AbstractClear cell renal cell carcinoma (ccRCC) is one of the most common malignant tumors of the urinary system. Distant metastasis is the leading cause of poor prognosis in ccRCC. However, ccRCC is found poorly responsitive to radiotherapy and chemotherapy. Effective therapeutic strategies for its metastasis remain scarce. We analyzed clinical samples and public database, for differential expression of SLC27A2 and further explored its relationship with clinical prognosis. Biochemistry and functional experiments were carried out to study the potential mechanisms of SLC27A2, CDK3, and EMT. SLC27A2 was significantly downregulated in clinical specimens and renal cancer cell lines and predicted poor prognosis. We found that specific upregulation of SLC27A2 could significantly inhibited the proliferation, migration, and invasion of renal cancer cell lines.
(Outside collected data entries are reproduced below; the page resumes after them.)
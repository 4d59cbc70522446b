use derive_more::Display;
use serde::{Deserialize, Serialize};

use crate::error::Error;

const CDN_BASE: &str = "https://cdn.discordapp.com";

/// Discord user identifier (snowflake).
///
/// Guaranteed valid by construction: 1 to 20 ASCII digits.
/// Use `"80351110224678912".parse::<DiscordId>()` or `DiscordId::try_from(string)`.
#[derive(Debug, Clone, PartialEq, Eq, Hash, Serialize, Deserialize, Display)]
#[serde(try_from = "String", into = "String")]
pub struct DiscordId(String);

impl DiscordId {
    /// For literals known to be valid snowflakes.
    #[cfg_attr(not(feature = "consumer"), allow(dead_code))]
    pub(crate) fn from_static(raw: &'static str) -> Self {
        debug_assert!(raw.parse::<Self>().is_ok());
        Self(raw.to_owned())
    }

    #[must_use]
    pub fn as_str(&self) -> &str {
        &self.0
    }
}

impl std::str::FromStr for DiscordId {
    type Err = Error;

    fn from_str(s: &str) -> Result<Self, Self::Err> {
        Self::try_from(s.to_owned())
    }
}

impl TryFrom<String> for DiscordId {
    type Error = Error;

    fn try_from(s: String) -> Result<Self, Self::Error> {
        if !s.is_empty() && s.len() <= 20 && s.bytes().all(|b| b.is_ascii_digit()) {
            Ok(Self(s))
        } else {
            Err(Error::InvalidDiscordId(s))
        }
    }
}

impl From<DiscordId> for String {
    fn from(id: DiscordId) -> Self {
        id.0
    }
}

/// Verified identity of the current session.
///
/// Serialized exactly as the `user` object of `GET /auth/me`. The server-side
/// verifier, the client-side consumer and the development fixtures all use
/// this one type.
#[derive(Debug, Clone, PartialEq, Eq, Serialize, Deserialize)]
pub struct Identity {
    pub id: DiscordId,
    pub username: String,
    /// Display name (Discord `global_name`).
    pub name: Option<String>,
    /// Avatar hash.
    pub avatar: Option<String>,
}

impl Identity {
    /// Name to show in the UI: display name if set, otherwise username.
    #[must_use]
    pub fn display_name(&self) -> &str {
        self.name.as_deref().unwrap_or(&self.username)
    }

    /// CDN URL of the avatar, or of the default embed avatar when unset.
    #[must_use]
    pub fn avatar_url(&self) -> String {
        match &self.avatar {
            Some(hash) => format!("{CDN_BASE}/avatars/{}/{hash}.png", self.id),
            None => {
                let index = self
                    .id
                    .as_str()
                    .parse::<u64>()
                    .map(|snowflake| (snowflake >> 22) % 6)
                    .unwrap_or(0);
                format!("{CDN_BASE}/embed/avatars/{index}.png")
            }
        }
    }
}

/// Current user from `GET /users/@me`.
#[derive(Debug, Clone, Serialize, Deserialize)]
#[non_exhaustive]
pub struct DiscordUser {
    pub id: DiscordId,
    pub username: String,
    #[serde(default)]
    pub discriminator: Option<String>,
    #[serde(default)]
    pub global_name: Option<String>,
    #[serde(default)]
    pub avatar: Option<String>,
    #[serde(default)]
    pub email: Option<String>,
}

impl DiscordUser {
    /// Create a `DiscordUser` with only the required fields.
    #[must_use]
    pub fn new(id: DiscordId, username: impl Into<String>) -> Self {
        Self {
            id,
            username: username.into(),
            discriminator: None,
            global_name: None,
            avatar: None,
            email: None,
        }
    }

    #[must_use]
    pub fn with_global_name(mut self, name: impl Into<String>) -> Self {
        self.global_name = Some(name.into());
        self
    }

    #[must_use]
    pub fn with_avatar(mut self, avatar: impl Into<String>) -> Self {
        self.avatar = Some(avatar.into());
        self
    }

    #[must_use]
    pub fn with_email(mut self, email: impl Into<String>) -> Self {
        self.email = Some(email.into());
        self
    }
}

#[cfg(test)]
mod tests {
    use super::*;

    fn identity(avatar: Option<&str>) -> Identity {
        Identity {
            id: "80351110224678912".parse().unwrap(),
            username: "nelly".into(),
            name: None,
            avatar: avatar.map(Into::into),
        }
    }

    #[test]
    fn valid_discord_id() {
        assert!("42".parse::<DiscordId>().is_ok());
        assert!("80351110224678912".parse::<DiscordId>().is_ok());
        assert!("12345678901234567890".parse::<DiscordId>().is_ok());
    }

    #[test]
    fn invalid_discord_id() {
        assert!("".parse::<DiscordId>().is_err());
        assert!("123456789012345678901".parse::<DiscordId>().is_err());
        assert!("12a4".parse::<DiscordId>().is_err());
        assert!("-42".parse::<DiscordId>().is_err());
    }

    #[test]
    fn discord_id_rejected_during_deserialize() {
        let err = serde_json::from_str::<DiscordId>("\"abc\"");
        assert!(err.is_err());
        let id: DiscordId = serde_json::from_str("\"42\"").unwrap();
        assert_eq!(id.as_str(), "42");
    }

    #[test]
    fn identity_serializes_as_me_user_object() {
        let json = serde_json::to_value(identity(Some("ava1"))).unwrap();
        assert_eq!(
            json,
            serde_json::json!({
                "id": "80351110224678912",
                "username": "nelly",
                "name": null,
                "avatar": "ava1",
            })
        );
    }

    #[test]
    fn display_name_falls_back_to_username() {
        let mut user = identity(None);
        assert_eq!(user.display_name(), "nelly");
        user.name = Some("Nelly".into());
        assert_eq!(user.display_name(), "Nelly");
    }

    #[test]
    fn avatar_url_uses_hash() {
        assert_eq!(
            identity(Some("ava1")).avatar_url(),
            "https://cdn.discordapp.com/avatars/80351110224678912/ava1.png"
        );
    }

    #[test]
    fn avatar_url_default_from_snowflake() {
        // (80351110224678912 >> 22) % 6 == 5
        assert_eq!(
            identity(None).avatar_url(),
            "https://cdn.discordapp.com/embed/avatars/5.png"
        );
    }
}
SLC27A2 could also influence the Epithelial-mesenchymal transition (EMT) signaling pathway, linked to the progression and metastasis of renal cancer. Using whole transcriptome sequencing of SLC27A2, CDK3 was identified as a regulatory SLC27A2 target. In terms of mechanism, SLC27A2 may further inhibit the epithelial-to-mesenchymal transition by negatively regulating CDK3. Our work suggests that functional inhibition of SLC27A2-CDK3-EMT axis may be an attractive therapeutic target for metastasis of ccRCC.